Eski defterler karıştırılıyor. İyi yapılıyor. Zira bazı suçlarda siyasi ve ahlaki
zaman aşımı olmaz. Psikolojik harekât suçlarıdır bunlar, insanlığa, topluma, kitlelere karşı işlenen suçlardır.
MGK eski Genel Sekreteri
emekli Or
general Sabri
Yirmibeşoğlu yine ses verdi. 1974 Barış Harekâtı öncesi Kıbrıs'ta halkın direnişini kırmak için
cami yaktıklarını söyledi.
Kendi ağzından televizyonda milyonlarca insan duydu söylediklerini. Aynen şöyle:
"Halkın mukavemetini artırmak için düşman yapmış gibi bazı değerlere
sabotaj yapılır. Mesela bir cami yakılır. Kıbrıs'ta biz bunu yaptık. Bir cami yaktık."

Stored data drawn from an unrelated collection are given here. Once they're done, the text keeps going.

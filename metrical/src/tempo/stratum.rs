use fraction::Fraction;

use crate::{
    primitives::MetricalDuration,
    spanning::{
        SpanningContainer, SpanningContainerBuilder, SpanningFragment,
    },
};

use super::{Interpolation, Tempo};

/// Tempo timeline: interpolations, that follow one another.
///
/// Seconds offset of every interpolation is computed once, on construction.
///
/// # Example
/// ```
/// use fraction::Fraction;
/// use metrical::primitives::MetricalDuration;
/// use metrical::tempo::{Interpolation, Stratum, Tempo};
///
/// let mut builder = Stratum::builder();
/// let bar = MetricalDuration::new(4, 4);
/// let half = MetricalDuration::new(2, 4);
/// builder
///     .add(Interpolation::constant(Tempo::new(60.0, 4), bar))
///     .add(Interpolation::constant(Tempo::new(120.0, 4), half));
/// let stratum = builder.build();
///
/// let offset = Fraction::new(5u64, 4u64);
/// assert_eq!(stratum.seconds(), 5.0);
/// assert_eq!(stratum.seconds_offset(offset), Some(4.5));
/// assert_eq!(stratum.tempo_at(offset), Some(Tempo::new(120.0, 4)));
/// ```
#[derive(Debug, Clone, PartialEq)]
pub struct Stratum {
    interpolations: SpanningContainer<Interpolation>,
    seconds_offsets: Vec<f64>,
}
impl Stratum {
    pub fn builder() -> StratumBuilder {
        StratumBuilder::new()
    }
    pub fn interpolations(&self) -> &SpanningContainer<Interpolation> {
        &self.interpolations
    }
    /// Symbolic length of the timeline.
    pub fn length(&self) -> Fraction {
        self.interpolations.length()
    }
    /// Duration of the whole timeline in seconds.
    pub fn seconds(&self) -> f64 {
        match (
            self.seconds_offsets.last(),
            self.interpolations.elements().last(),
        ) {
            (Some(offset), Some(last)) => offset + last.seconds(),
            _ => 0.0,
        }
    }

    /// Index of interpolation at offset.
    ///
    /// The end of the timeline belongs to the last interpolation.
    fn index_of(&self, offset: Fraction) -> Option<usize> {
        self.interpolations
            .index_of_element(offset, false)
            .or_else(|| self.interpolations.index_of_element(offset, true))
    }

    /// Interpolation at offset with the offset of its start.
    pub fn interpolation_containing(
        &self,
        offset: Fraction,
    ) -> Option<(Fraction, &Interpolation)> {
        let index = self.index_of(offset)?;
        Some((
            self.interpolations.offsets()[index],
            &self.interpolations.elements()[index],
        ))
    }

    /// # Returns
    /// None if offset is out of the timeline.
    pub fn tempo_at(&self, offset: Fraction) -> Option<Tempo> {
        let (start, interpolation) = self.interpolation_containing(offset)?;
        Some(interpolation.tempo_at(offset - start))
    }

    /// Seconds from the timeline start to the offset.
    ///
    /// # Returns
    /// None if offset is out of the timeline.
    pub fn seconds_offset(&self, offset: Fraction) -> Option<f64> {
        let index = self.index_of(offset)?;
        let start = self.interpolations.offsets()[index];
        let interpolation = &self.interpolations.elements()[index];
        let inside = interpolation.seconds_offset(offset - start);
        Some(self.seconds_offsets[index] + inside)
    }

    /// Part of the timeline between offsets, starting from zero.
    ///
    /// Offsets are metrical, so interpolations at the edges are cut into
    /// metrical durations too. The end is clamped to the timeline length.
    pub fn fragment(
        &self,
        from: MetricalDuration,
        to: MetricalDuration,
    ) -> Self {
        Self::from(self.interpolations.fragment(from.get()..to.get()))
    }
}
impl From<SpanningContainer<Interpolation>> for Stratum {
    fn from(interpolations: SpanningContainer<Interpolation>) -> Self {
        let seconds_offsets = interpolations
            .elements()
            .iter()
            .scan(0.0, |seconds, interpolation| {
                let offset = *seconds;
                *seconds += interpolation.seconds();
                Some(offset)
            })
            .collect::<Vec<_>>();
        log::debug!(
            "stratum of {} interpolations, seconds offsets: {:?}",
            interpolations.len(),
            seconds_offsets
        );
        Self {
            interpolations,
            seconds_offsets,
        }
    }
}
impl Default for Stratum {
    fn default() -> Self {
        Self::from(SpanningContainer::empty())
    }
}

#[derive(Debug, Default)]
pub struct StratumBuilder {
    builder: SpanningContainerBuilder<Interpolation>,
}
impl StratumBuilder {
    pub fn new() -> Self {
        Self {
            builder: SpanningContainerBuilder::new(),
        }
    }
    /// Append interpolation at the end of the timeline.
    pub fn add(&mut self, interpolation: Interpolation) -> &mut Self {
        log::debug!(
            "adding interpolation {:?} -> {:?} of {}",
            interpolation.start(),
            interpolation.end(),
            interpolation.length()
        );
        self.builder.add(interpolation);
        self
    }
    pub fn build(self) -> Stratum {
        Stratum::from(self.builder.build())
    }
}
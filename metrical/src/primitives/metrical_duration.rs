use std::{
    cmp::Ordering,
    fmt,
    ops::{Add, Sub},
};

use fraction::Fraction;

use super::fraction_tools::normalize_fraction;

/// Duration, that can be written in the score: its denominator is always a
/// power of two.
///
/// Keeps the spelling it was created with (`4/16` is not turned into `1/4`),
/// because the spelling tells the subdivision of the written value. Still,
/// comparison is made by value.
///
/// # Example
/// ```
/// # use fraction::Fraction;
/// # use metrical::primitives::MetricalDuration;
/// let a = MetricalDuration::new(4, 16);
/// assert_eq!(a.numerator(), 4);
/// assert_eq!(a, MetricalDuration::new(1, 4));
/// assert_eq!(a.get(), Fraction::new(1u64, 4u64));
/// assert_eq!(a + MetricalDuration::new(1, 8), MetricalDuration::new(6, 16));
/// ```
#[derive(Debug, Clone, Copy)]
pub struct MetricalDuration {
    numerator: u64,
    denominator: u64,
}
impl MetricalDuration {
    /// # Panics
    /// If denominator is not a power of two.
    pub fn new(numerator: u64, denominator: u64) -> Self {
        if !denominator.is_power_of_two() {
            panic!(
                "denominator of metrical duration should be a power of two: \
                {numerator}/{denominator}"
            );
        }
        Self {
            numerator,
            denominator,
        }
    }
    pub fn zero() -> Self {
        Self::new(0, 1)
    }
    pub fn numerator(&self) -> u64 {
        self.numerator
    }
    pub fn denominator(&self) -> u64 {
        self.denominator
    }
    pub fn is_zero(&self) -> bool {
        self.numerator == 0
    }
    /// Exact value as Fraction.
    pub fn get(&self) -> Fraction {
        Fraction::new(self.numerator, self.denominator)
    }
    /// Same duration, written with the smallest possible denominator.
    pub fn reduced(&self) -> Self {
        Self::from(self.get())
    }
    /// Same duration, written in the given subdivision.
    ///
    /// # Panics
    /// If the duration can not be expressed in the subdivision
    /// (e.g. `3/16` in `8`).
    pub fn respelling(&self, denominator: u64) -> Self {
        let scaled = self.numerator as u128 * denominator as u128;
        if scaled % self.denominator as u128 != 0 {
            panic!("can not respell {self} in subdivision {denominator}");
        }
        Self::new((scaled / self.denominator as u128) as u64, denominator)
    }
    /// Split by plain and dotted values, from the smallest to the largest.
    ///
    /// ```
    /// # use metrical::primitives::MetricalDuration;
    /// assert_eq!(
    ///     MetricalDuration::new(7, 16).components(),
    ///     vec![MetricalDuration::new(3, 16), MetricalDuration::new(1, 4)]
    /// );
    /// ```
    pub fn components(&self) -> Vec<Self> {
        normalize_fraction(self.get())
            .into_iter()
            .map(Self::from)
            .collect()
    }
}
impl PartialEq for MetricalDuration {
    fn eq(&self, other: &Self) -> bool {
        self.get() == other.get()
    }
}
impl Eq for MetricalDuration {}
impl PartialOrd for MetricalDuration {
    fn partial_cmp(&self, other: &Self) -> Option<Ordering> {
        Some(self.cmp(other))
    }
}
impl Ord for MetricalDuration {
    fn cmp(&self, other: &Self) -> Ordering {
        self.get().cmp(&other.get())
    }
}
impl Default for MetricalDuration {
    fn default() -> Self {
        Self::zero()
    }
}
impl fmt::Display for MetricalDuration {
    fn fmt(&self, f: &mut fmt::Formatter<'_>) -> fmt::Result {
        write!(f, "{}/{}", self.numerator, self.denominator)
    }
}
/// # Panics
/// If fraction is negative, not finite or has non-power-of-two denominator.
impl From<Fraction> for MetricalDuration {
    fn from(value: Fraction) -> Self {
        if value.is_sign_negative() && value.numer() != Some(&0) {
            panic!("metrical duration can not be negative: {value}");
        }
        match (value.numer(), value.denom()) {
            (Some(num), Some(den)) => Self::new(*num, *den),
            _ => panic!("metrical duration should be finite: {value}"),
        }
    }
}
impl From<MetricalDuration> for Fraction {
    fn from(value: MetricalDuration) -> Self {
        value.get()
    }
}
impl Add for MetricalDuration {
    fn add(self, rhs: Self) -> Self::Output {
        let denominator = self.denominator.max(rhs.denominator);
        let (a, b) =
            (self.respelling(denominator), rhs.respelling(denominator));
        Self::new(a.numerator + b.numerator, denominator)
    }
    type Output = Self;
}
impl Sub for MetricalDuration {
    fn sub(self, rhs: Self) -> Self::Output {
        let denominator = self.denominator.max(rhs.denominator);
        let (a, b) =
            (self.respelling(denominator), rhs.respelling(denominator));
        if a.numerator < b.numerator {
            panic!(
                "metrical duration can not be negative. \
                left: {self}, right: {rhs}"
            );
        }
        Self::new(a.numerator - b.numerator, denominator)
    }
    type Output = Self;
}

#[cfg(test)]
mod tests {
    use fraction::Fraction;

    use super::MetricalDuration;

    #[test]
    fn metrical_duration() {
        let a = MetricalDuration::new(2, 8);
        let b = MetricalDuration::from(Fraction::new(1u64, 4u64));
        assert_eq!(a, b);
        assert_eq!(b.denominator(), 4);
        assert_eq!(a.reduced().denominator(), 4);
        assert_eq!(a.respelling(32).numerator(), 8);
        assert!(MetricalDuration::new(1, 8) < MetricalDuration::new(3, 16));
        assert_eq!(
            (MetricalDuration::new(3, 8) - MetricalDuration::new(1, 16))
                .to_string(),
            "5/16"
        );
        assert!(MetricalDuration::zero().is_zero());
    }
    #[test]
    #[should_panic]
    fn non_metrical_denominator() {
        let _ = MetricalDuration::new(1, 12);
    }
    #[test]
    #[should_panic]
    fn negative_sub() {
        let _ = MetricalDuration::new(1, 8) - MetricalDuration::new(1, 4);
    }
    #[test]
    #[should_panic]
    fn respelling_to_coarser_subdivision() {
        let _ = MetricalDuration::new(3, 16).respelling(8);
    }
}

Aynı general daha önce 6-7
Eylül olaylarıyla ilgili olarak kimi
itiraflarda bulunmuştu. 1991'de gazeteci Fatih Güllapoğlu'na şunları söylemişti
"6-7 Eylül de bir Özel
Harp işidir ve muhteşem bir örgütlenmeydi. Amacına da ulaştı. Sorarım size? Bu muhteşem bir örgütlenme değil miydi?"
Sonra yalanladı bu sözlerini, aynı televizyonda ağzından duyduğumuz sözleri yalanlamaya kalkışması gibi...
Türkiye bunları daha önce söyleyenlere, bunların peşine düşenlere yıllarca
hain, bölücü, bozguncu muamelesi yaptı, haklarında davalar açtı.
Şimdi bu ülkeyi sevenlerle ülkeye zarar verenler arasındaki ters orantı adım adım düzeliyor.
Rövanş, intikam,
baskı, karalama diyenlere
kulak asmayın...
Siyasi, hukuki, zihni büyük bir
temizlik süreci yaşanıyor.
Ve yakın tarihin devlet merkezli ayak oyunlarıyla ne kadar yoğrulmuş olduğu anlaşılıyor.
Yirmibeşoğlu tek örnek değil...
Arif Doğan,
JİTEM'in kurucusu albay, JİTEM varlığını
Ergenekon dosyasında itiraf eden kişi şöyle diyor son günlerde ortaya çıkan bir konuşmasında:
"JİTEM Grupları Komutanıyım o zaman. Aynı zamanda Jandarma
İstihbarat Grupları Komutanıyım Türkiye'nin. Ulan
silahlı güç 10 bin kişi bende var. Bunların ne gücü var. Ben düşünüyorum kayıtsız beş bin tane
Kalaşnikof dağıttım ben. İki bin tabanca. Terörist yetiştirdim ben orada. Eşref Paşa'nın ölümünü
Cem Ersever yaptı diyorlar. Ersever'in arkasına ben
destek vermesem, adam mı öldürebilir? Ben destek vermesem nah öldürürlerdi..."
Terörist yetiştiren, silah dağıtan askerler!!!
Ve
Abdülkadir Aygan, öldürdükleri kişilerin mezarlarını
tarif eden, kemiklerin bulunmasını sağlayan eski itirafçı...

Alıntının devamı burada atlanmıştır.